#### [Saved data entries]
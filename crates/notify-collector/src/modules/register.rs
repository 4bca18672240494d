//! 시세 등록 모듈.
//!
//! 차트 API에서 일별 시세를 가져와 정규화한 뒤 가격 레코드와 종목 정보를
//! 저장합니다. 여러 심볼을 처리할 때는 한 심볼의 실패가 나머지를 막지
//! 않으며, 실패한 심볼은 마지막에 한꺼번에 보고됩니다.

use crate::{CollectionStats, CollectorError, Result};
use chrono::{DateTime, Months, Utc};
use notify_core::{BatchOutcome, ChartInterval, CollectConfig, Symbol, SymbolFailure, SymbolRegistry};
use notify_data::StockRepository;
use notify_exchange::{fetch_normalized, ChartSource, ExchangeError};
use std::collections::BTreeMap;
use std::sync::Arc;
use std::time::Instant;
use tracing::Instrument;

/// 등록 범위.
#[derive(Debug, Clone, Copy, PartialEq, Eq)]
pub enum RegisterMode {
    /// 최근 며칠 (`collect.recent_days`)
    Recent,
    /// 전체 이력 (`collect.backfill_years` 단위로 epoch까지 거슬러 올라감)
    FullHistory,
}

/// 심볼 하나의 등록 결과.
#[derive(Debug, Clone, PartialEq, Eq)]
pub struct Registered {
    pub symbol: Symbol,
    /// 저장한 레코드 수
    pub records: usize,
    /// 건너뛴 날짜 수
    pub skipped: usize,
}

/// 여러 심볼 등록 결과.
#[derive(Debug)]
pub struct RegisterReport {
    pub outcome: BatchOutcome<Registered>,
    pub stats: CollectionStats,
}

impl RegisterReport {
    /// 실패한 심볼이 있으면 묶어서 에러로 반환합니다.
    pub fn into_result(self) -> Result<Vec<Registered>> {
        self.outcome.into_result().map_err(CollectorError::from)
    }
}

/// 차트 소스와 저장소를 묶은 등록기.
pub struct Registrar {
    source: Arc<dyn ChartSource>,
    store: Arc<dyn StockRepository>,
    registry: SymbolRegistry,
    config: CollectConfig,
    interval: ChartInterval,
}

impl Registrar {
    pub fn new(
        source: Arc<dyn ChartSource>,
        store: Arc<dyn StockRepository>,
        registry: SymbolRegistry,
        config: CollectConfig,
    ) -> Self {
        Self {
            source,
            store,
            registry,
            config,
            interval: ChartInterval::Day,
        }
    }

    /// 조회 간격을 지정합니다.
    pub fn with_interval(mut self, interval: ChartInterval) -> Self {
        self.interval = interval;
        self
    }

    /// 심볼 하나를 기간 내로 조회하여 저장합니다.
    ///
    /// 가격 레코드를 먼저 저장하고 종목 정보를 갱신합니다.
    pub async fn register_symbol(
        &self,
        symbol: &Symbol,
        start: DateTime<Utc>,
        end: DateTime<Utc>,
    ) -> Result<Registered> {
        let span = notify_core::symbol_span!("register_symbol", symbol);

        async move {
            let normalized = fetch_normalized(
                self.source.as_ref(),
                &self.registry,
                symbol,
                start,
                end,
                self.interval,
            )
            .await?;

            let records = self.store.save_prices(&normalized.records).await?;
            self.store
                .save_instruments(std::slice::from_ref(&normalized.detail))
                .await?;

            Ok(Registered {
                symbol: symbol.clone(),
                records,
                skipped: normalized.skipped.len(),
            })
        }
        .instrument(span)
        .await
    }

    /// 입력 순서대로 심볼을 등록합니다.
    ///
    /// 해석할 수 없는 입력도 실패로 기록될 뿐 나머지 처리는 계속됩니다.
    pub async fn register_symbols(
        &self,
        inputs: &[String],
        mode: RegisterMode,
        now: DateTime<Utc>,
    ) -> RegisterReport {
        let started = Instant::now();
        tracing::info!(symbols = inputs.len(), mode = ?mode, "시세 등록 시작");

        let report = match mode {
            RegisterMode::Recent => self.register_recent(inputs, now).await,
            RegisterMode::FullHistory => self.backfill(inputs, now).await,
        };

        let RegisterReport { outcome, mut stats } = report;
        stats.count_outcome(&outcome);
        stats.elapsed = started.elapsed();

        RegisterReport { outcome, stats }
    }

    async fn register_recent(&self, inputs: &[String], now: DateTime<Utc>) -> RegisterReport {
        let start = now - chrono::Duration::days(self.config.recent_days);
        let mut outcome = BatchOutcome::new();
        let mut stats = CollectionStats::new();

        for (idx, input) in inputs.iter().enumerate() {
            if idx > 0 {
                tokio::time::sleep(self.config.request_delay()).await;
            }

            let result = match self.registry.resolve(input) {
                Ok(symbol) => self.register_symbol(&symbol, start, now).await,
                Err(e) => Err(CollectorError::from(e)),
            };

            match &result {
                Ok(registered) => {
                    stats.add_fetch(registered.records, registered.skipped);
                    tracing::info!(symbol = %registered.symbol, records = registered.records, "등록 완료");
                }
                Err(e) => tracing::error!(symbol = %input, error = %e, "등록 실패"),
            }
            outcome.record(input.as_str(), result);
        }

        RegisterReport { outcome, stats }
    }

    /// 전체 이력을 `backfill_years` 단위 구간으로 나눠 현재부터 epoch까지 조회합니다.
    ///
    /// 상장 이전의 오래된 구간은 데이터가 없다는 응답(400/404)이 오거나 레코드가
    /// 비어 있으므로 그 경우만 건너뜁니다. 저장 실패나 잘못된 응답 같은 다른
    /// 에러는 앞선 구간이 성공했더라도 해당 심볼의 실패로 기록하고, 그 심볼의
    /// 남은 구간은 조회하지 않습니다. 어떤 구간에서도 데이터를 받지 못한 심볼도
    /// 실패로 보고합니다.
    async fn backfill(&self, inputs: &[String], now: DateTime<Utc>) -> RegisterReport {
        let mut outcome = BatchOutcome::new();
        let mut stats = CollectionStats::new();

        let mut resolved = Vec::with_capacity(inputs.len());
        let mut errors: BTreeMap<usize, CollectorError> = BTreeMap::new();
        for (idx, input) in inputs.iter().enumerate() {
            match self.registry.resolve(input) {
                Ok(symbol) => resolved.push((idx, symbol)),
                Err(e) => {
                    errors.insert(idx, e.into());
                }
            }
        }

        let mut totals: BTreeMap<usize, Registered> = BTreeMap::new();
        let mut no_data: BTreeMap<usize, CollectorError> = BTreeMap::new();
        let mut first_request = true;

        for (start, end) in backfill_windows(now, self.config.backfill_years) {
            tracing::info!(start = %start, end = %end, "이력 구간 조회");

            for (idx, symbol) in &resolved {
                if errors.contains_key(idx) {
                    continue;
                }
                if !first_request {
                    tokio::time::sleep(self.config.request_delay()).await;
                }
                first_request = false;

                match self.register_symbol(symbol, start, end).await {
                    Ok(registered) => {
                        stats.add_fetch(registered.records, registered.skipped);
                        let total = totals.entry(*idx).or_insert_with(|| Registered {
                            symbol: symbol.clone(),
                            records: 0,
                            skipped: 0,
                        });
                        total.records += registered.records;
                        total.skipped += registered.skipped;
                    }
                    Err(e) if is_empty_window(&e) => {
                        tracing::debug!(symbol = %symbol, start = %start, error = %e, "데이터 없는 구간");
                        no_data.insert(*idx, e);
                    }
                    Err(e) => {
                        tracing::error!(symbol = %symbol, start = %start, error = %e, "이력 구간 등록 실패");
                        errors.insert(*idx, e);
                    }
                }
            }
        }

        for (idx, input) in inputs.iter().enumerate() {
            let failure = errors.remove(&idx).or_else(|| {
                if totals.contains_key(&idx) {
                    None
                } else {
                    no_data.remove(&idx)
                }
            });

            if let Some(err) = failure {
                tracing::error!(symbol = %input, error = %err, "등록 실패");
                outcome.push_failure(SymbolFailure::from_error(input.as_str(), &err));
            } else if let Some(registered) = totals.remove(&idx) {
                outcome.push_success(registered);
            }
        }

        RegisterReport { outcome, stats }
    }
}

/// 조회 구간에 데이터가 없다는 제공자 응답인지 확인합니다.
fn is_empty_window(err: &CollectorError) -> bool {
    matches!(
        err,
        CollectorError::DataSource(ExchangeError::ApiError { code: 400 | 404, .. })
    )
}

/// 현재부터 epoch까지 `years`년 단위 구간 (최신 구간부터).
///
/// 마지막 구간의 시작은 epoch에서 잘립니다.
pub fn backfill_windows(now: DateTime<Utc>, years: u32) -> Vec<(DateTime<Utc>, DateTime<Utc>)> {
    let epoch = DateTime::<Utc>::UNIX_EPOCH;
    let step = Months::new(years.max(1).saturating_mul(12));
    let mut windows = Vec::new();
    let mut end = now;

    while end > epoch {
        let start = end
            .checked_sub_months(step)
            .map_or(epoch, |start| start.max(epoch));
        windows.push((start, end));
        end = start;
    }

    windows
}

#[cfg(test)]
mod tests {
    use super::*;
    use chrono::TimeZone;

    #[test]
    fn test_backfill_windows_walk_back_to_epoch() {
        let now = Utc.with_ymd_and_hms(2024, 6, 1, 0, 0, 0).unwrap();
        let windows = backfill_windows(now, 5);

        assert_eq!(windows.first().unwrap().1, now);
        assert_eq!(
            windows.first().unwrap().0,
            Utc.with_ymd_and_hms(2019, 6, 1, 0, 0, 0).unwrap()
        );
        assert_eq!(windows.last().unwrap().0, DateTime::<Utc>::UNIX_EPOCH);

        // 구간은 끊김 없이 이어짐
        for pair in windows.windows(2) {
            assert_eq!(pair[0].0, pair[1].1);
        }
        // 2024-06 → 1970-01: 54.4년 / 5년
        assert_eq!(windows.len(), 11);
    }

    #[test]
    fn test_only_missing_data_is_tolerated() {
        let not_found = CollectorError::from(ExchangeError::ApiError {
            code: 404,
            message: "No data found".to_string(),
        });
        assert!(is_empty_window(&not_found));

        let server = CollectorError::from(ExchangeError::ApiError {
            code: 500,
            message: "Internal Server Error".to_string(),
        });
        assert!(!is_empty_window(&server));

        let db = CollectorError::from(notify_data::DataError::ConnectionError(
            "db down".to_string(),
        ));
        assert!(!is_empty_window(&db));
    }

    #[test]
    fn test_backfill_windows_before_epoch_is_empty() {
        assert!(backfill_windows(DateTime::<Utc>::UNIX_EPOCH, 5).is_empty());
    }
}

#### [ASSIGNED TASK]
For each line above that includes the word "usize", make a copy of that line.

#### [THE COMPLETED TASK]
    pub records: usize,
    pub skipped: usize,
        let mut errors: BTreeMap<usize, CollectorError> = BTreeMap::new();
        let mut totals: BTreeMap<usize, Registered> = BTreeMap::new();
        let mut no_data: BTreeMap<usize, CollectorError> = BTreeMap::new();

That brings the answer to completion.